Objective: To investigate the association between physical performance measures and bone mineral density (BMD) in older women.
Design: Cross-sectional analysis.
Setting: University research laboratory.
Participants: Healthy postmenopausal women (N=116; mean age +/- standard deviation, 68.3+/-6.8y) in self-reported good health who were not taking medications known to affect bone, including hormone replacement therapy.
Interventions: Not applicable.
Main outcome measures: Anthropometrics and BMD of the hip, spine, whole body, and forearm. Physical performance measures included normal and brisk 8-m gait speed, normal step length (NSL), brisk step length (BSL), timed 1-leg stance (OLS), timed sit-to-stand (STS), and grip strength.

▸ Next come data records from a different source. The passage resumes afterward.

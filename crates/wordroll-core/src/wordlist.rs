//! Diceware word list loading and lookup.
//!
//! The list is supplied as a text file in the EFF large-wordlist format
//! (`11111<TAB>abacus`, one entry per line) or as bare words in dice order.
//! It is parsed once at startup and shared read-only afterwards.

use std::fs;
use std::path::Path;

use crate::convert::DiceKey;
use crate::error::PassphraseError;

/// Number of words in a five-dice word list (6^5).
pub const WORDLIST_SIZE: usize = 7776;

/// An immutable list of exactly [`WORDLIST_SIZE`] words in dice-key order.
#[derive(Debug, Clone, PartialEq, Eq)]
pub struct Wordlist {
    words: Box<[String]>,
}

impl Wordlist {
    /// Read and parse a word list file.
    ///
    /// # Errors
    ///
    /// Returns [`PassphraseError::Wordlist`] if the file cannot be read or
    /// its contents fail [`Wordlist::parse`].
    pub fn load(path: &Path) -> Result<Self, PassphraseError> {
        let raw = fs::read_to_string(path).map_err(|e| {
            PassphraseError::Wordlist(format!("cannot read {}: {e}", path.display()))
        })?;
        Self::parse(&raw)
    }

    /// Parse a newline-delimited word list.
    ///
    /// Each non-blank line is either `<key> <word>` or `<word>`; the two
    /// forms cannot be mixed. Keyed lines must be in dice order, i.e. the
    /// key on line `i` is the dice key of index `i`.
    ///
    /// # Errors
    ///
    /// Returns [`PassphraseError::Wordlist`] on malformed lines, out-of-order
    /// keys, duplicate words or a word count other than [`WORDLIST_SIZE`].
    pub fn parse(raw: &str) -> Result<Self, PassphraseError> {
        let mut words: Vec<String> = Vec::with_capacity(WORDLIST_SIZE);
        let mut keyed: Option<bool> = None;

        for (lineno, line) in raw.lines().enumerate().map(|(i, l)| (i.saturating_add(1), l)) {
            let mut fields = line.split_whitespace();
            let (key, word) = match (fields.next(), fields.next(), fields.next()) {
                (None, _, _) => continue,
                (Some(word), None, _) => (None, word),
                (Some(key), Some(word), None) => (Some(key), word),
                (Some(_), Some(_), Some(_)) => {
                    return Err(PassphraseError::Wordlist(format!(
                        "line {lineno}: expected `<key> <word>` or `<word>`"
                    )));
                }
            };

            if *keyed.get_or_insert(key.is_some()) != key.is_some() {
                return Err(PassphraseError::Wordlist(format!(
                    "line {lineno}: keyed and bare entries cannot be mixed"
                )));
            }

            if let Some(key) = key {
                let expected = u16::try_from(words.len())
                    .ok()
                    .and_then(|i| DiceKey::from_index(i).ok())
                    .ok_or_else(|| {
                        PassphraseError::Wordlist(format!(
                            "line {lineno}: more than {WORDLIST_SIZE} entries"
                        ))
                    })?;
                let found = DiceKey::parse(key).map_err(|e| {
                    PassphraseError::Wordlist(format!("line {lineno}: {e}"))
                })?;
                if found != expected {
                    return Err(PassphraseError::Wordlist(format!(
                        "line {lineno}: key {found} out of order, expected {expected}"
                    )));
                }
            }

            words.push(word.to_string());
        }

        Self::from_words(words)
    }

    /// Build a list from words already in dice order.
    ///
    /// # Errors
    ///
    /// Returns [`PassphraseError::Wordlist`] if there are not exactly
    /// [`WORDLIST_SIZE`] words, or a word is empty, contains whitespace or
    /// appears twice.
    pub fn from_words(words: Vec<String>) -> Result<Self, PassphraseError> {
        if words.len() != WORDLIST_SIZE {
            return Err(PassphraseError::Wordlist(format!(
                "word list must contain exactly {WORDLIST_SIZE} words, got {}",
                words.len()
            )));
        }
        if let Some(i) = words
            .iter()
            .position(|w| w.is_empty() || w.chars().any(char::is_whitespace))
        {
            return Err(PassphraseError::Wordlist(format!(
                "word at index {i} is empty or contains whitespace"
            )));
        }

        let mut sorted: Vec<&str> = words.iter().map(String::as_str).collect();
        sorted.sort_unstable();
        if let Some(pair) = sorted.windows(2).find(|pair| pair[0] == pair[1]) {
            return Err(PassphraseError::Wordlist(format!(
                "duplicate word {:?}",
                pair[0]
            )));
        }

        Ok(Self {
            words: words.into_boxed_slice(),
        })
    }

    /// Resolve a dice key.
    #[must_use]
    pub fn get(&self, key: DiceKey) -> Option<&str> {
        self.get_index(usize::from(key.index()))
    }

    /// Resolve a zero-based position (`0..7776`).
    #[must_use]
    pub fn get_index(&self, index: usize) -> Option<&str> {
        self.words.get(index).map(String::as_str)
    }

    /// Whether `word` is one of the entries.
    #[must_use]
    pub fn contains(&self, word: &str) -> bool {
        self.words.iter().any(|w| w == word)
    }

    /// Number of entries; always [`WORDLIST_SIZE`].
    #[must_use]
    pub fn len(&self) -> usize {
        self.words.len()
    }

    /// Always `false`; present for API symmetry with `len`.
    #[must_use]
    pub fn is_empty(&self) -> bool {
        self.words.is_empty()
    }

    /// Iterate over the words in dice order.
    pub fn iter(&self) -> impl Iterator<Item = &str> {
        self.words.iter().map(String::as_str)
    }
}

Results: NSL, BSL, normal gait speed, brisk gait speed, OLS, and grip strength correlated significantly with several skeletal sites ( r range, .19-.38; P <.05). In multiple regression models containing body mass index, hours of total activity, total calcium intake, and age of menarche, NSL, BSL, normal and brisk gait speeds, OLS, and grip strength were all significantly associated with BMD of various skeletal sites (adjusted R 2 range, .11-.24; P <.05). Analysis of covariance showed that subjects with longer step lengths and faster normal and brisk gait speeds had higher BMD at the whole body, hip, and spine (brisk speed only). Those with a longer OLS had greater femoral neck BMD, and those with a stronger grip strength had greater BMD in the whole body and forearm ( P <.05). STS was not related to any skeletal site.
Conclusions: Normal and brisk gait speed, NSL, BSL, OLS, and grip strength are all associated with BMD at the whole body, hip, spine, and forearm. Physical performance evaluation may help with osteoporosis prevention and treatment programs for postmenopausal women when bone density scores have not been obtained or are unavailable.